Le referí cuanto había ocurrido desde mi llegada a Corona, sin detenerme en detalles que juzgaba impropios para los oídos de tan santo varón, como lo referente a mi bella y dulce Aludra.

«Debéis de sentiros satisfecho con vuestros dioses, príncipe.»

«Mis compañeros lo están: su entusiasmo es grande. Mas, ¿cómo puedo sentirme yo, que los he desafiado y vencido? Mintaka posee unas ideas firmes, e incluso me parece, cuando le oigo hablar de los dioses, que no cree en ellos. Pero siempre he vivido confuso: tengo el cerebro poblado de dudas.»

«Sabio hombre parece vuestro tutor, por lo que os he escuchado.»

«Lo es, pero mi madre le odia, como parece odiar a cuanto le rodea, hasta la vida misma.»

«¿Odia vuestra madre, mi señora, príncipe? No podéis imaginar cuánto me acongojan vuestras palabras. A los cristianos no nos está permitido: vuestra madre así os lo habrá enseñado.»

«Mirad, buen peregrino: mis años no son muchos, cierto, y tenemos por costumbre reverenciar a nuestros padres. También las creencias de nuestros mayores. Pero he escuchado muchas palabras, he conocido muchos hechos, que me causaron gran confusión. Esta mañana he visitado a mi madre.»

Longabarba guardaba silencio, mientras sorteaba piedras y matorrales que estorbaban el paso. Sin duda se percataba de mi disposición para hacerle objeto de mis confidencias; referirle ideas que bullían hacía tiempo por mi cerebro, y que ahora podían tomar forma definitiva al concentrarse en interrogantes cuando menos. Porque hay intuiciones que únicamente adquieren entidad cuando intentamos explicarlas a otras personas.

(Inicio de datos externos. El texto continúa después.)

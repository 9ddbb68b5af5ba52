pub mod butt;
pub mod end_cap;
pub mod fillet;
pub mod kernel_ext;
pub mod pairing;
pub mod scratch;
pub mod sketch;
pub mod types;

pub use end_cap::{match_end_caps, EndTreatment};
pub use kernel_ext::KernelBundle;
pub use pairing::{expand_faces, fillet_candidates, match_butt_edge, ButtMatch, FacePairCandidate, PairKind};
pub use scratch::delete_scratch;
pub use sketch::{sketch_profile, SketchedProfile};
pub use types::*;

/// Plan a fillet weld between two face sets.
pub use fillet::synthesize as synthesize_fillet;

/// Plan butt welds along weld-line edges.
pub use butt::synthesize as synthesize_butt;
use serde::{Deserialize, Serialize};
use std::fmt;

use weld_geom::{BoundingBox, Cylinder, Plane, Point3d, Segment3d, Vec3};

pub use weld_types::{KernelId, OpId};

/// Opaque handle to a solid body in the kernel session.
/// NEVER persisted. Valid only until the session is regenerated.
#[derive(Debug, Clone, Copy, PartialEq, Eq, Hash, PartialOrd, Ord, Serialize, Deserialize)]
pub struct KernelSolidHandle(pub(crate) u64);

impl KernelSolidHandle {
    pub fn id(&self) -> u64 {
        self.0
    }
}

impl fmt::Display for KernelSolidHandle {
    fn fmt(&self, f: &mut fmt::Formatter<'_>) -> fmt::Result {
        write!(f, "body#{}", self.0)
    }
}

/// Handle to a sketch created on a weld frame.
#[derive(Debug, Clone, Copy, PartialEq, Eq, Hash, Serialize, Deserialize)]
pub struct SketchId(pub(crate) u64);

/// Errors from kernel operations.
#[derive(Debug, Clone, PartialEq, thiserror::Error)]
pub enum KernelError {
    #[error("boolean operation failed: {reason}")]
    BooleanFailed { reason: String },

    #[error("entity not found: {id}")]
    EntityNotFound { id: KernelId },

    #[error("body not found: {body}")]
    BodyNotFound { body: KernelSolidHandle },

    #[error("operation not supported: {operation}")]
    NotSupported { operation: String },

    #[error("{operation} rejected: {reason}")]
    Rejected { operation: String, reason: String },

    #[error("kernel error: {message}")]
    Other { message: String },
}

/// Surface type of a face.
#[derive(Debug, Clone, Copy, PartialEq, Serialize, Deserialize)]
#[serde(tag = "type")]
pub enum SurfaceClass {
    Plane { plane: Plane },
    Cylinder { cylinder: Cylinder },
    OtherCurved,
}

impl SurfaceClass {
    pub fn is_planar(&self) -> bool {
        matches!(self, SurfaceClass::Plane { .. })
    }

    pub fn as_plane(&self) -> Option<&Plane> {
        match self {
            SurfaceClass::Plane { plane } => Some(plane),
            _ => None,
        }
    }
}

/// Result of a closest-point query between two entities.
#[derive(Debug, Clone, Copy, PartialEq, Serialize, Deserialize)]
pub struct DistanceResult {
    pub distance: f64,
    /// Closest point on each side.
    pub points: [Point3d; 2],
    /// Surface parameters of each closest point.
    pub parameters: [[f64; 2]; 2],
}

/// Depth specification for an extrude.
#[derive(Debug, Clone, Copy, PartialEq, Serialize, Deserialize)]
pub enum ExtrudeBounds {
    /// Unbounded in both directions.
    ThroughAll,
    /// Unbounded along the direction only.
    ThroughAllForward,
    /// `half_depth` to each side of the profile.
    Symmetric { half_depth: f64 },
    /// From `from` to `to`, measured along the direction from the profile.
    Range { from: f64, to: f64 },
}

#[derive(Debug, Clone, Copy, PartialEq, Eq, Hash, Serialize, Deserialize)]
pub enum BooleanKind {
    Union,
    Subtraction,
    Intersection,
}

/// Continuity requested at loft ends.
#[derive(Debug, Clone, Copy, PartialEq, Eq, Serialize, Deserialize)]
pub enum LoftContinuity {
    Tangent,
    Curvature,
}

/// Part properties the host assigns to finished weld bodies.
#[derive(Debug, Clone, PartialEq, Serialize, Deserialize)]
pub enum BodyProperty {
    Name(String),
    Material(String),
    Appearance(String),
    ExcludeFromBom(bool),
}

/// Geometry of an edge.
#[derive(Debug, Clone, Copy, PartialEq, Serialize, Deserialize)]
pub enum EdgeGeometry {
    Line(Segment3d),
    Arc {
        start: Point3d,
        mid: Point3d,
        end: Point3d,
    },
    Circle {
        center: Point3d,
        axis: Vec3,
        radius: f64,
    },
}

impl EdgeGeometry {
    /// Straight segment, if the edge is one.
    pub fn as_segment(&self) -> Option<&Segment3d> {
        match self {
            EdgeGeometry::Line(seg) => Some(seg),
            _ => None,
        }
    }
}

/// Overlap found by a collision query.
#[derive(Debug, Clone, Copy, PartialEq, Serialize, Deserialize)]
pub struct Collision {
    pub tool: KernelId,
    pub target: KernelId,
    pub overlap: BoundingBox,
}
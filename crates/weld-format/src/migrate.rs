//! Schema migrations for weld documents.
//!
//! Version 1 stored one fillet weld per entry with flat, prefixed fields
//! (`weldType`, `filletEntities1`, `filletSize`, ...). Version 2 stores a
//! full [`WeldConfig`] per feature.

use serde::Deserialize;
use tracing::debug;
use uuid::Uuid;
use weld_engine::{BodyProperties, WeldFeature};
use weld_types::{
    ConvexityConvention, CornerTreatment, DimensionConvention, KernelId, SideConfig, WeldConfig,
    WeldFamily, WeldShape,
};

use crate::errors::LoadError;

/// Apply format migrations from `from_version` to `to_version`.
///
/// Migrations are applied sequentially: v1→v2, v2→v3, etc.
pub fn migrate(
    welds: serde_json::Value,
    from_version: u32,
    to_version: u32,
) -> Result<Vec<WeldFeature>, LoadError> {
    match (from_version, to_version) {
        (1, 2) => migrate_v1_to_v2(welds),
        _ => Err(LoadError::MigrationFailed {
            from: from_version,
            to: to_version,
            reason: format!("no migration path from v{from_version} to v{to_version}"),
        }),
    }
}

/// One weld entry of a version 1 document.
#[derive(Debug, Clone, Deserialize)]
#[serde(rename_all = "camelCase")]
struct LegacyWeld {
    #[serde(default)]
    id: Option<Uuid>,
    #[serde(default)]
    name: Option<String>,
    #[serde(default)]
    suppressed: bool,
    weld_type: String,
    #[serde(default)]
    fillet_entities1: Vec<u64>,
    #[serde(default)]
    fillet_entities2: Vec<u64>,
    #[serde(default)]
    fillet_shape: Option<String>,
    #[serde(default)]
    fillet_size: Option<f64>,
    #[serde(default)]
    fillet_weld_gap: f64,
    #[serde(default)]
    fillet_propagation: bool,
    #[serde(default)]
    fillet_corner_shape: Option<String>,
}

fn migrate_v1_to_v2(welds: serde_json::Value) -> Result<Vec<WeldFeature>, LoadError> {
    let failed = |reason: String| LoadError::MigrationFailed {
        from: 1,
        to: 2,
        reason,
    };
    let legacy: Vec<LegacyWeld> =
        serde_json::from_value(welds).map_err(|e| failed(e.to_string()))?;

    legacy
        .into_iter()
        .enumerate()
        .map(|(index, weld)| {
            if weld.weld_type != "FILLET_WELD" {
                return Err(LoadError::UnsupportedWeldType {
                    index,
                    weld_type: weld.weld_type,
                });
            }
            let shape = match weld.fillet_shape.as_deref() {
                None | Some("CONVEX") => WeldShape::Convex,
                Some("CONCAVE") => WeldShape::Concave,
                Some(other) => return Err(failed(format!("weld {index}: unknown shape {other}"))),
            };
            let corner = match weld.fillet_corner_shape.as_deref() {
                Some("ROUND") => CornerTreatment::Round,
                Some("MITER") => CornerTreatment::Miter,
                None | Some("NONE") => CornerTreatment::None,
                Some(other) => {
                    return Err(failed(format!("weld {index}: unknown corner style {other}")))
                }
            };

            let mut primary = SideConfig::new(WeldFamily::Fillet)
                .with_shape(shape)
                .with_dimension(DimensionConvention::Perpendicular)
                .with_convexity(ConvexityConvention::Legacy);
            primary.size = weld.fillet_size;

            let config = WeldConfig {
                primary,
                ..WeldConfig::fillet(
                    0.0,
                    weld.fillet_entities1.into_iter().map(KernelId).collect(),
                    weld.fillet_entities2.into_iter().map(KernelId).collect(),
                )
            }
            .with_max_gap(weld.fillet_weld_gap)
            .with_propagation(weld.fillet_propagation)
            .with_corner(corner);

            let id = weld.id.unwrap_or_else(Uuid::new_v4);
            debug!(index, %id, "migrated legacy fillet weld");
            Ok(WeldFeature {
                id,
                name: weld
                    .name
                    .unwrap_or_else(|| format!("Weld feature {}", index + 1)),
                config,
                suppressed: weld.suppressed,
                properties: BodyProperties::default(),
            })
        })
        .collect()
}

#[cfg(test)]
mod tests {
    use super::*;
    use serde_json::json;

    #[test]
    fn legacy_fillet_keeps_its_geometry_conventions() {
        let welds = json!([{
            "weldType": "FILLET_WELD",
            "filletEntities1": [3],
            "filletEntities2": [9, 10],
            "filletShape": "CONCAVE",
            "filletSize": 6.0,
            "filletWeldGap": 0.5,
            "filletPropagation": true,
            "filletCornerShape": "ROUND"
        }]);
        let features = migrate(welds, 1, 2).unwrap();
        assert_eq!(features.len(), 1);
        let config = &features[0].config;
        assert_eq!(config.primary.size, Some(6.0));
        assert_eq!(config.primary.shape, WeldShape::Concave);
        assert_eq!(config.primary.dimension, DimensionConvention::Perpendicular);
        assert_eq!(config.primary.convexity, ConvexityConvention::Legacy);
        assert_eq!(config.selection.side2, vec![KernelId(9), KernelId(10)]);
        assert_eq!(config.max_gap, 0.5);
        assert!(config.tangent_propagation);
        assert_eq!(config.corner, CornerTreatment::Round);
        assert_eq!(features[0].name, "Weld feature 1");
    }

    #[test]
    fn missing_size_is_left_for_validation() {
        let welds = json!([{ "weldType": "FILLET_WELD" }]);
        let features = migrate(welds, 1, 2).unwrap();
        assert_eq!(features[0].config.primary.size, None);
    }

    #[test]
    fn legacy_v_butt_is_unsupported() {
        let welds = json!([
            { "weldType": "FILLET_WELD", "filletSize": 2.0 },
            { "weldType": "V_BUTT_WELD" }
        ]);
        match migrate(welds, 1, 2) {
            Err(LoadError::UnsupportedWeldType { index, weld_type }) => {
                assert_eq!(index, 1);
                assert_eq!(weld_type, "V_BUTT_WELD");
            }
            other => panic!("unexpected result {other:?}"),
        }
    }

    #[test]
    fn unknown_corner_style_fails_migration() {
        let welds = json!([{ "weldType": "FILLET_WELD", "filletCornerShape": "BEVEL" }]);
        assert!(matches!(
            migrate(welds, 1, 2),
            Err(LoadError::MigrationFailed { from: 1, to: 2, .. })
        ));
    }

    #[test]
    fn no_path_between_unknown_versions() {
        assert!(matches!(
            migrate(json!([]), 0, 2),
            Err(LoadError::MigrationFailed { from: 0, .. })
        ));
    }
}
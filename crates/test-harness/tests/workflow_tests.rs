//! Tests for the WeldBench workflow API.

use std::f64::consts::FRAC_PI_4;

use test_harness::{HarnessError, Side, WeldBench};
use weld_kernel::KernelIntrospect;
use weld_types::{WeldConfig, WeldFamily};

fn joint() -> WeldBench {
    let mut b = WeldBench::new();
    b.plate("a", [0.0, 0.0, 0.0], [50.0, 100.0, 10.0])
        .unwrap()
        .plate("b", [50.0, 0.0, 0.0], [100.0, 100.0, 10.0])
        .unwrap();
    b
}

#[test]
fn parts_are_regenerated_in_order() {
    let b = joint();
    let kernel = b.regenerate().unwrap();
    assert_eq!(kernel.solids().len(), 2);
    assert_eq!(b.kernel().solids(), kernel.solids());
}

#[test]
fn duplicate_part_names_are_rejected() {
    let mut b = joint();
    let err = b.plate("a", [0.0; 3], [1.0; 3]).err();
    assert!(matches!(err, Some(HarnessError::DuplicateName { name }) if name == "a"));
}

#[test]
fn lookups_are_stable_across_regeneration() {
    let b = joint();
    let first = b.edge("a", Side::PlusX, Side::Top).unwrap();
    let second = b.edge("a", Side::PlusX, Side::Top).unwrap();
    assert_eq!(first, second);
    assert_ne!(b.face("a", Side::Top).unwrap(), b.face("b", Side::Top).unwrap());
}

#[test]
fn unknown_part_and_feature_names_are_reported() {
    let b = joint();
    assert!(matches!(b.face("c", Side::Top), Err(HarnessError::PartNotFound { .. })));
    assert!(matches!(b.curved_face("a"), Err(HarnessError::TopologyNotFound { .. })));
    assert!(matches!(b.result("seam"), Err(HarnessError::FeatureNotFound { .. })));
}

#[test]
fn weld_by_name() {
    let mut b = joint().with_auto_check();
    let edge = b.edge("a", Side::PlusX, Side::Top).unwrap();
    let id = b
        .weld("seam", WeldConfig::butt(WeldFamily::VButt, vec![edge]).with_angle(FRAC_PI_4))
        .unwrap();
    assert_eq!(b.feature_id("seam").unwrap(), id);
    b.assert_body_names("seam", &["Weld 1 (V-Butt)"]).unwrap();
    assert_eq!(b.kernel().solids().len(), 3);
}

#[test]
fn duplicate_feature_names_are_rejected() {
    let mut b = joint();
    let edge = b.edge("a", Side::PlusX, Side::Top).unwrap();
    let config = WeldConfig::butt(WeldFamily::VButt, vec![edge]).with_angle(FRAC_PI_4);
    b.weld("seam", config.clone()).unwrap();
    assert!(matches!(b.weld("seam", config), Err(HarnessError::DuplicateName { .. })));
}

#[test]
fn auto_check_surfaces_feature_errors() {
    let mut b = joint().with_auto_check();
    let edge = b.edge("a", Side::PlusX, Side::Top).unwrap();
    let err = b.weld("seam", WeldConfig::butt(WeldFamily::VButt, vec![edge])).unwrap_err();
    assert!(err.to_string().contains("angle"), "{err}");
}

#[test]
fn remove_forgets_the_name() {
    let mut b = joint();
    let edge = b.edge("a", Side::PlusX, Side::Top).unwrap();
    b.weld("seam", WeldConfig::butt(WeldFamily::VButt, vec![edge]).with_angle(FRAC_PI_4))
        .unwrap();
    b.remove("seam").unwrap();
    assert!(b.feature_id("seam").is_err());
    assert_eq!(b.kernel().solids().len(), 2);
}
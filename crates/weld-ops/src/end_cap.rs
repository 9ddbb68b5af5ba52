use std::f64::consts::FRAC_PI_2;

use tracing::{debug, instrument};
use weld_geom::{Line3d, Plane, Tolerance, Transform};
use weld_kernel::{KernelSolidHandle, LoftContinuity, OpId};
use weld_types::CornerTreatment;

use crate::kernel_ext::KernelBundle;
use crate::types::{EndFace, OpError};

/// What the end-cap pass added.
#[derive(Debug, Clone, Default)]
pub struct EndTreatment {
    /// Solids bridging round corners.
    pub bodies: Vec<KernelSolidHandle>,
    /// Number of pairs that were treated.
    pub treated: usize,
}

/// Pair colliding termination faces of different beads and finish each
/// pair round or mitered.
///
/// A face takes part in at most one pair, and only once its treatment
/// succeeded. Failing pairs are skipped quietly; they never affect the weld
/// bodies themselves.
#[instrument(skip(kb, ends, tol), fields(op = %op, ends = ends.len()))]
pub fn match_end_caps(
    kb: &mut dyn KernelBundle,
    op: &OpId,
    ends: &[EndFace],
    corner: CornerTreatment,
    tol: &Tolerance,
) -> EndTreatment {
    let mut result = EndTreatment::default();
    if corner == CornerTreatment::None {
        return result;
    }

    let mut used = vec![false; ends.len()];
    let mut index = 0;
    for i in 0..ends.len() {
        for j in (i + 1)..ends.len() {
            if used[i] {
                break;
            }
            if used[j] || ends[i].body == ends[j].body {
                continue;
            }
            match kb.collision(ends[i].face, ends[j].face, tol.coincidence) {
                Ok(Some(_)) => {}
                Ok(None) => continue,
                Err(e) => {
                    debug!(error = %e, "collision query failed");
                    continue;
                }
            }

            let pair_op = op.unstable("end", index);
            index += 1;
            let outcome = match corner {
                CornerTreatment::Round => round(kb, &pair_op, &ends[i], &ends[j], tol).map(Some),
                _ => miter(kb, &pair_op, &ends[i], &ends[j], tol).map(|_| None),
            };
            match outcome {
                Ok(body) => {
                    used[i] = true;
                    used[j] = true;
                    result.treated += 1;
                    result.bodies.extend(body);
                }
                Err(e) => {
                    debug!(op = %pair_op, error = %e, "end treatment skipped");
                }
            }
        }
    }
    result
}

fn planes(kb: &dyn KernelBundle, a: &EndFace, b: &EndFace) -> Result<(Plane, Plane), OpError> {
    Ok((kb.face_plane(a.face)?, kb.face_plane(b.face)?))
}

fn rotation(line: &Line3d, angle: f64) -> Result<Transform, OpError> {
    Transform::rotation_about_line(line, angle).ok_or_else(|| OpError::Topology {
        reason: "degenerate rotation axis".into(),
    })
}

/// Quarter turn of equal faces becomes a revolve, anything else a loft.
fn round(
    kb: &mut dyn KernelBundle,
    op: &OpId,
    a: &EndFace,
    b: &EndFace,
    tol: &Tolerance,
) -> Result<KernelSolidHandle, OpError> {
    let (pa, pb) = planes(kb, a, b)?;
    let angle = pa.normal.angle_to(&(-pb.normal));
    let (area_a, area_b) = (kb.face_area(a.face)?, kb.face_area(b.face)?);
    let equal_areas = (area_a - area_b).abs() <= tol.coincidence.max(1e-9 * area_a.max(area_b));

    if equal_areas && (angle - FRAC_PI_2).abs() < tol.angular {
        let line = kb
            .intersect_planes(&pa, &pb, tol.angular)
            .ok_or_else(|| OpError::Topology {
                reason: "end faces do not intersect".into(),
            })?;
        let start = kb.face_centroid(a.face)?;
        let target = kb.face_centroid(b.face)?;
        let mut best = (angle, f64::INFINITY);
        for signed in [angle, -angle] {
            let landed = rotation(&line, signed)?.transform_point(&start);
            let miss = landed.distance_to(&target);
            if miss < best.1 {
                best = (signed, miss);
            }
        }
        debug!(angle = best.0, "revolving end face");
        Ok(kb.revolve(&op.child("revolve"), a.face, &line, best.0)?)
    } else {
        debug!(angle, area_a, area_b, "lofting end faces");
        Ok(kb.loft(&op.child("loft"), &[a.face, b.face], LoftContinuity::Curvature)?)
    }
}

/// Rotate both faces by half their angle about the shared line so they
/// meet on the bisecting plane.
fn miter(
    kb: &mut dyn KernelBundle,
    op: &OpId,
    a: &EndFace,
    b: &EndFace,
    tol: &Tolerance,
) -> Result<(), OpError> {
    let (pa, pb) = planes(kb, a, b)?;
    let line = kb
        .intersect_planes(&pa, &pb, tol.angular)
        .ok_or_else(|| OpError::Topology {
            reason: "end faces do not intersect".into(),
        })?;
    let half = pa.normal.angle_to(&(-pb.normal)) / 2.0;

    let mut best: Option<(Transform, Transform, f64)> = None;
    for (sa, sb) in [(1.0, -1.0), (-1.0, 1.0), (1.0, 1.0), (-1.0, -1.0)] {
        let ra = rotation(&line, sa * half)?;
        let rb = rotation(&line, sb * half)?;
        let facing = ra
            .transform_vector(&pa.normal)
            .dot(&rb.transform_vector(&pb.normal));
        if best.as_ref().map_or(true, |b| facing < b.2) {
            best = Some((ra, rb, facing));
        }
    }
    let (ra, rb, _) = best.ok_or_else(|| OpError::Topology {
        reason: "no miter rotation found".into(),
    })?;
    kb.move_face(&op.child("miter1"), &[a.face], &ra)?;
    kb.move_face(&op.child("miter2"), &[b.face], &rb)?;
    Ok(())
}
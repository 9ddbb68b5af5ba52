//! Weld type dispatch: validate a configuration, route it to its planner and
//! finish the planner's output on the host side.

use std::f64::consts::FRAC_PI_2;

use tracing::{debug, info, instrument, warn};
use weld_geom::Tolerance;
use weld_kernel::{BodyProperty, CounterStore, KernelSolidHandle, OpId};
use weld_ops::{delete_scratch, synthesize_butt, synthesize_fillet, KernelBundle, ValidationError};
use weld_types::{Parameter, SideConfig, WeldConfig, WeldFamily, WeldShape};

use crate::counter::WeldCounter;
use crate::types::{BodyProperties, EngineError, FeatureResult};

/// Check everything about `config` that does not need the model.
///
/// The first problem found is returned, naming the offending parameters.
pub fn validate(config: &WeldConfig) -> Result<(), ValidationError> {
    let family = config.family();
    match (&config.other_side, family) {
        (Some(_), WeldFamily::Fillet) => {
            return Err(
                ValidationError::new("unsupported weld type: fillet welds have no other side")
                    .parameter("other_side"),
            )
        }
        (Some(other), _) if other.family == WeldFamily::Fillet => {
            return Err(ValidationError::new(
                "unsupported weld type: the other side of a butt weld cannot be a fillet",
            )
            .parameter("other_side.family"))
        }
        _ => {}
    }

    let root_width = config.root_gap.as_ref().map_or(0.0, |g| g.width);
    validate_side(&config.primary, "", root_width)?;
    if let Some(other) = &config.other_side {
        validate_side(other, "other_side.", root_width)?;
    }

    if let Some(gap) = &config.root_gap {
        let bad = |v: f64| !v.is_finite() || v < 0.0;
        if bad(gap.width) || bad(gap.height) {
            return Err(
                ValidationError::new("root gap width and height must not be negative")
                    .parameter("root_gap"),
            );
        }
    }
    if !config.max_gap.is_finite() || config.max_gap < 0.0 {
        return Err(ValidationError::new("maximum gap must not be negative").parameter("max_gap"));
    }

    let selection = &config.selection;
    if family.is_butt() {
        if selection.edges.is_empty() {
            return Err(
                ValidationError::new("select at least one weld-line edge").parameter("edges"),
            );
        }
    } else {
        if selection.side1.is_empty() {
            return Err(
                ValidationError::new("select at least one face for side 1").parameter("side1"),
            );
        }
        if selection.side2.is_empty() {
            return Err(
                ValidationError::new("select at least one face for side 2").parameter("side2"),
            );
        }
    }
    Ok(())
}

fn validate_side(side: &SideConfig, prefix: &str, root_width: f64) -> Result<(), ValidationError> {
    let name = |p: Parameter| format!("{prefix}{}", p.name());

    let missing = side.missing_parameters();
    if !missing.is_empty() {
        let list: Vec<&str> = missing.iter().map(|p| p.name()).collect();
        let mut err = ValidationError::new(format!(
            "{} weld needs {}",
            side.family,
            list.join(", ")
        ));
        for p in missing {
            err = err.parameter(name(p));
        }
        return Err(err);
    }

    for p in [Parameter::Size, Parameter::Radius] {
        if let Some(v) = side.value(p) {
            if !v.is_finite() || v <= 0.0 {
                return Err(
                    ValidationError::new(format!("{} must be positive", p.name()))
                        .parameter(name(p)),
                );
            }
        }
    }
    if let Some(angle) = side.angle {
        if !angle.is_finite() || !(0.0..FRAC_PI_2).contains(&angle) {
            return Err(ValidationError::new("angle must lie in [0, 90) degrees")
                .parameter(name(Parameter::Angle)));
        }
        // Without a root gap these grooves take all their width from the angle.
        let angled = matches!(side.family, WeldFamily::VButt | WeldFamily::BevelButt);
        if angled && angle == 0.0 && root_width <= 0.0 {
            return Err(ValidationError::new(format!(
                "{} weld without a root gap needs a positive angle",
                side.family
            ))
            .parameter(name(Parameter::Angle)));
        }
    }
    if let Some(offset) = side.offset {
        if !offset.is_finite() {
            return Err(ValidationError::new("offset must be a finite number")
                .parameter(name(Parameter::Offset)));
        }
    }
    if side.family.is_butt() && side.shape == WeldShape::Convex {
        return Err(ValidationError::new(format!(
            "unsupported shape: {} welds cannot be convex",
            side.family
        ))
        .parameter(format!("{prefix}shape")));
    }
    Ok(())
}

/// Evaluate one weld feature.
///
/// Validates `config`, runs its planner, deletes the planner's scratch
/// geometry once and names every created body "Weld n (Label)". Numbers in
/// `reserved` are reused in body order before new ones are drawn from
/// `counters`.
#[instrument(skip(kb, counters, reserved, config, tol), fields(op = %op, family = %config.family()))]
pub fn evaluate(
    kb: &mut dyn KernelBundle,
    counters: &mut dyn CounterStore,
    reserved: &[u64],
    op: &OpId,
    config: &WeldConfig,
    tol: &Tolerance,
) -> Result<FeatureResult, EngineError> {
    validate(config)?;

    let output = if config.family().is_butt() {
        synthesize_butt(kb, op, config, tol)?
    } else {
        synthesize_fillet(kb, op, config, tol)?
    };

    let mut diagnostics = output.diagnostics;
    let cleanup = delete_scratch(kb, &op.child("cleanup"), &output.scratch);
    diagnostics.warnings.extend(cleanup.warnings);

    if output.bodies.is_empty() {
        warn!(diagnostics = diagnostics.len(), "weld produced no bodies");
        return Err(EngineError::WeldFailed { diagnostics });
    }

    let label = config.label();
    let mut result = FeatureResult {
        bodies: output.bodies,
        sections: output.sections,
        treated_ends: output.treated_ends,
        ..FeatureResult::default()
    };
    for (i, body) in result.bodies.iter().enumerate() {
        let (number, name) = match reserved.get(i) {
            Some(n) => (*n, WeldCounter::name(*n, &label)),
            None => WeldCounter.increment(counters, &label),
        };
        let name_op = op.unstable("name", i);
        if let Err(e) = kb.set_property(&name_op, &[*body], BodyProperty::Name(name.clone())) {
            warn!(op = %name_op, error = %e, "could not name weld body");
            diagnostics.warn(&name_op, format!("body not named: {e}"));
        }
        debug!(%body, %name, "named weld body");
        result.numbers.push(number);
        result.names.push(name);
    }
    result.diagnostics = diagnostics;

    info!(bodies = result.bodies.len(), "weld evaluated");
    Ok(result)
}

/// Assign material, appearance and BOM exclusion to finished bodies.
///
/// Failures are returned as diagnostics; the bodies are kept either way.
pub fn apply_properties(
    kb: &mut dyn KernelBundle,
    op: &OpId,
    bodies: &[KernelSolidHandle],
    properties: &BodyProperties,
) -> Vec<String> {
    let mut requests = Vec::new();
    if let Some(material) = &properties.material {
        requests.push(("material", BodyProperty::Material(material.clone())));
    }
    if let Some(appearance) = &properties.appearance {
        requests.push(("appearance", BodyProperty::Appearance(appearance.clone())));
    }
    if properties.exclude_from_bom {
        requests.push(("bom", BodyProperty::ExcludeFromBom(true)));
    }

    let mut failures = Vec::new();
    for (key, property) in requests {
        let sub = op.child(key);
        if let Err(e) = kb.set_property(&sub, bodies, property) {
            warn!(op = %sub, error = %e, "property not assigned");
            failures.push(format!("{sub}: {key} not assigned: {e}"));
        }
    }
    failures
}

Le referí cómo, por la mañana, visitara a mi madre para que conociera mi regreso y estado, si es que todavía no tuviera noticias. Aunque entonces supe que Mintaka se había apresurado, en cuanto llegué, a informarle por medio de un esclavo.

Después de obligarme a descubrir el torso para conocer y dolerse de mis cicatrices, símbolos trágicos de la barbarie, de todo lo cual se lamentó mucho, tanto como mis compañeros las ensalzaron por juzgarlas timbre de gloria, comenzó a reprocharme desoír sus palabras y seguir las de mi padre, el rey, y añoraba los años de mi niñez en que podía mantenerme recluido en casa, rodeado por sus brazos y por los de las doncellas, a salvo de todos los peligros de este mundo despreciable y odioso de bárbaros paganos, incivilizados y asesinos. Y mucho se dolía de perder un hijo, en quien había cifrado la esperanza e ilusión de su vida, para el que deseaba la mayor gloria del mundo hasta llegar a ser un poderoso rey, bondadoso y lleno de sabiduría, a cuyo fin me había proporcionado la mejor enseñanza que le fuera posible encontrar en aquel mundo inculto. Debía confesar que nunca acabé de entender cabalmente las razones de mi madre, pues las exponía de modo confuso, en tal forma que nunca estaba seguro de que existiera una correlación lógica en sus ideas, especialmente cuando se trataba de enlazar el pasado con el presente y el futuro. Se conducía, al hablar de este tema, como si razonase por compartimentos estancos, sin exponer jamás el lazo de unión que pudiera relacionarlos.